E esta mudança, para Narine, só será possível com pressão exercida sobre as grandes potências, em especial os Estados Unidos. “Os ataques de Israel põem de fato em causa o funcionamento do Conselho de Segurança da ONU, mas isso deve-se sobretudo ao fato de os EUA bloquearem deliberadamente a capacidade do Conselho de fazer o seu trabalho. Não creio que o Conselho possa ser reformado de uma forma que seja aceitável para os atuais cinco membros permanentes e que satisfaça o resto da comunidade mundial. Portanto, em termos práticos, isso está a minando a autoridade da instituição”, diz. “Mas a ONU não deve ser culpada por isso. Ela só é tão eficaz quanto os seus membros mais poderosos o permitirem. A pressão política tem de ser exercida sobre os Estados poderosos, especialmente os EUA, para que deixem de obstruir o funcionamento dos órgãos multilaterais.”
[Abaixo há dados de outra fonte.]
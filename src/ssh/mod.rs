//! Remote shell execution over the system `ssh` client.
//!
//! The [`RemoteShell`] trait is the seam the post-provision configurator and
//! the facade's ad hoc `ssh` operation run through. [`SshShell`] implements it
//! by shelling out via a [`CommandRunner`], so tests can script outcomes
//! without spawning processes.

use std::ffi::OsString;

use thiserror::Error;

mod config;
mod types;
mod util;

pub use config::{DEFAULT_SSH_PORT, SshConfig};
pub use types::{CommandOutput, CommandRunner, ProcessCommandRunner, SshTarget};
pub use util::expand_tilde;

/// Errors surfaced while running remote or local commands.
#[derive(Clone, Debug, Error, Eq, PartialEq)]
pub enum ShellError {
    /// Raised when configuration is missing required values.
    #[error("missing {field}: set RACKHOST_SSH_{env_suffix} or add {field} to [ssh] in rackhost.toml", env_suffix = field.to_uppercase())]
    InvalidConfig {
        /// Configuration field that failed validation.
        field: String,
    },
    /// Raised when parsing or merging configuration layers failed.
    #[error("ssh configuration parsing failed: {0}")]
    ConfigLoad(String),
    /// Raised when a command cannot be spawned.
    #[error("failed to spawn {program}: {message}")]
    Spawn {
        /// Command that failed to start.
        program: String,
        /// Operating system error string.
        message: String,
    },
}

/// Executes a command string on an instance.
pub trait RemoteShell: Send + Sync {
    /// Runs `command` on `target` and returns its captured output. A
    /// non-zero exit is reported through [`CommandOutput::code`], not as an
    /// error.
    ///
    /// # Errors
    ///
    /// Returns [`ShellError`] when the client cannot be started.
    fn run(&self, target: &SshTarget, command: &str) -> Result<CommandOutput, ShellError>;
}

/// Remote shell backed by the `ssh` binary.
#[derive(Clone, Debug)]
pub struct SshShell<R: CommandRunner> {
    config: SshConfig,
    runner: R,
}

impl SshShell<ProcessCommandRunner> {
    /// Shell spawning the configured `ssh` binary directly.
    ///
    /// # Errors
    ///
    /// Returns [`ShellError::InvalidConfig`] when validation fails.
    pub fn with_process_runner(config: SshConfig) -> Result<Self, ShellError> {
        Self::new(config, ProcessCommandRunner)
    }
}

impl<R: CommandRunner> SshShell<R> {
    /// Creates a new shell using the provided runner and configuration.
    ///
    /// # Errors
    ///
    /// Returns [`ShellError::InvalidConfig`] when configuration validation
    /// fails.
    pub fn new(config: SshConfig, runner: R) -> Result<Self, ShellError> {
        config.validate()?;
        Ok(Self { config, runner })
    }

    /// Client settings this shell was built with.
    #[must_use]
    pub const fn config(&self) -> &SshConfig {
        &self.config
    }

    /// Returns the command runner, shared with key generation.
    #[must_use]
    pub const fn runner(&self) -> &R {
        &self.runner
    }

    /// `-o` options derived from the configuration, in a fixed order.
    fn client_options(&self) -> Vec<String> {
        let ssh = &self.config;
        let mut options = Vec::new();
        if ssh.ssh_batch_mode {
            options.push(String::from("BatchMode=yes"));
        }
        if !ssh.ssh_strict_host_key_checking {
            options.push(String::from("StrictHostKeyChecking=no"));
        }
        if !ssh.ssh_known_hosts_file.trim().is_empty() {
            options.push(format!("UserKnownHostsFile={}", ssh.ssh_known_hosts_file));
        }
        options
    }

    fn build_ssh_args(&self, target: &SshTarget, remote_command: &str) -> Vec<OsString> {
        let mut args = vec![
            OsString::from("-p"),
            OsString::from(target.port.to_string()),
            OsString::from("-i"),
            OsString::from(expand_tilde(target.identity_file.as_str())),
        ];

        for option in self.client_options() {
            args.push(OsString::from("-o"));
            args.push(OsString::from(option));
        }

        args.push(OsString::from(format!("{}@{}", target.user, target.host)));
        args.push(OsString::from(remote_command));
        args
    }
}

impl<R: CommandRunner> RemoteShell for SshShell<R> {
    fn run(&self, target: &SshTarget, command: &str) -> Result<CommandOutput, ShellError> {
        let args = self.build_ssh_args(target, command);
        self.runner.run(&self.config.ssh_bin, &args)
    }
}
Essa contenção do poder de poucos é essencial não apenas para preservar a autoridade de organismos multilaterais como também para a imagem destes próprios países. “Penso que a ONU é demasiado valiosa e necessária para ser posta de lado, mesmo que não possa ser reformada. Países como os EUA têm de compreender que há custos reais em termos de credibilidade e influência se continuarem a prejudicar as ações e funções da ONU, apesar de a grande maioria dos Estados do mundo querer que a ONU funcione”, reflete Narine. “Se os EUA (ou qualquer grande potência) forem vistos como quem contraria constantemente a vontade da grande maioria do mundo, vão prejudicar ainda mais a si próprios. Atualmente, a existência da China significa que os EUA terão de ter em conta estas considerações. Eles não têm mais o campo de jogo para si.”